TensorRT-LLM: Nccl error running run.py with llama2-7b on 2x4090

System Info

GPU:2xRTX4090 OS:docker(tensorrt-llm make to produce image) TensorRT-LLM version: 0.9.0.dev2024022000 driver:525.116.03 CUDA Version: 12.3

Who can help?

@byshiue

Information

The official example scripts
My own modified scripts

Tasks

An officially supported task in the examples folder (such as GLUE/SQuAD, …)
My own task or dataset (give details below)

Reproduction

python convert_checkpoint.py --model_dir /tmp/llama2-7b-hf/ --output_dir /tmp/tllm_checkpoint_tp2 --dtype float16 --tp_size 2
trtllm-build --checkpoint_dir /tmp/tllm_checkpoint_tp2/ --output_dir /tmp/2tp_fp16_batch32 --gemm_plugin float16 --max_batch_size 32 --use_custom_all_reduce disable
mpirun -n 2 --allow-run-as-root python run.py --engine_dir /tmp/2tp_fp16_batch32/ --max_output_len=50 --tokenizer_dir /tmp/llama2-7b-hf/

Expected behavior

output tokens

actual behavior

Failed, NCCL error /home/qiaoxj/TensorRT-LLM/cpp/tensorrt_llm/plugins/ncclPlugin/allreducePlugin.cpp:183 ‘unknown result code’ Failed, NCCL error /home/qiaoxj/TensorRT-LLM/cpp/tensorrt_llm/plugins/ncclPlugin/allreducePlugin.cpp:183 ‘unknown result code’

additional notes

Also tired on 2xL40S，the same error

About this issue

Original URL
State: open
Created 4 months ago
Comments: 24

Most upvoted comments

@kimbaol thanks for the experiments. I was just trying to ask you whether the nccl version is different. however, I see that the original log you have shared is also based on nccl 2.19.3 + cuda 12.3. Am I missing something here ? #1131 (comment)

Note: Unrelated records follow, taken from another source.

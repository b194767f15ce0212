use colored::Colorize;
use eject_enum_core::ProgressLogger;
use std::io::{self, IsTerminal, Stderr, Stdout, Write};

/// Clears the current terminal line and returns the cursor to its start.
const CLEAR_LINE: &str = "\r\x1b[2K";

/// Progress on one stream, log lines on another.
///
/// On a terminal the progress line is redrawn in place and log lines are
/// printed above it. Otherwise only the final line is written.
pub struct ConsoleLogger<P: Write, L: Write> {
    progress: P,
    lines: L,
    interactive: bool,
    color: bool,
    total: usize,
    done: usize,
}

impl ConsoleLogger<Stderr, Stdout> {
    pub fn stdio() -> Self {
        let interactive = io::stderr().is_terminal();
        ConsoleLogger::new(io::stderr(), io::stdout(), interactive, interactive)
    }
}

impl<P: Write, L: Write> ConsoleLogger<P, L> {
    pub fn new(progress: P, lines: L, interactive: bool, color: bool) -> Self {
        ConsoleLogger {
            progress,
            lines,
            interactive,
            color,
            total: 0,
            done: 0,
        }
    }

    pub fn into_inner(self) -> (P, L) {
        (self.progress, self.lines)
    }

    fn redraw(&mut self) {
        if !self.interactive {
            return;
        }
        let text = progress_text(self.done, self.total);
        let text = if self.color {
            text.dimmed().to_string()
        } else {
            text
        };
        let _ = write!(self.progress, "{CLEAR_LINE}{text}");
        let _ = self.progress.flush();
    }

    fn clear(&mut self) {
        if self.interactive {
            let _ = write!(self.progress, "{CLEAR_LINE}");
            let _ = self.progress.flush();
        }
    }
}

impl<P: Write, L: Write> ProgressLogger for ConsoleLogger<P, L> {
    fn start(&mut self, file_count: usize) {
        self.total = file_count;
        self.done = 0;
        self.redraw();
    }

    fn finish_file(&mut self) {
        self.done += 1;
        self.redraw();
    }

    fn log(&mut self, line: &str) {
        self.clear();
        let _ = writeln!(self.lines, "{line}");
        let _ = self.lines.flush();
        self.redraw();
    }

    fn finish(&mut self) {
        self.clear();
        let text = "✔ Ejection finished";
        if self.color {
            let _ = writeln!(self.progress, "{}", text.green());
        } else {
            let _ = writeln!(self.progress, "{text}");
        }
        let _ = self.progress.flush();
    }
}

/// `Ejecting... 3/4 (75%)`. An empty run counts as complete.
pub fn progress_text(done: usize, total: usize) -> String {
    let percent = if total == 0 { 100 } else { done * 100 / total };
    format!("Ejecting... {done}/{total} ({percent}%)")
}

@PerkzZheng You can try to build docker image using build script from tensorrtllm_backend, and I think you can reproduce the error.

kimbaol on Feb 27, 2024

Today I was able to test the exact same build and model on a server running 2x A100 with NVLINK and that worked correctly. So the problem must be somehow related to 4090s not supporting NVLINK?

I’m using A800 and got the same error

ZihanLiao on Feb 27, 2024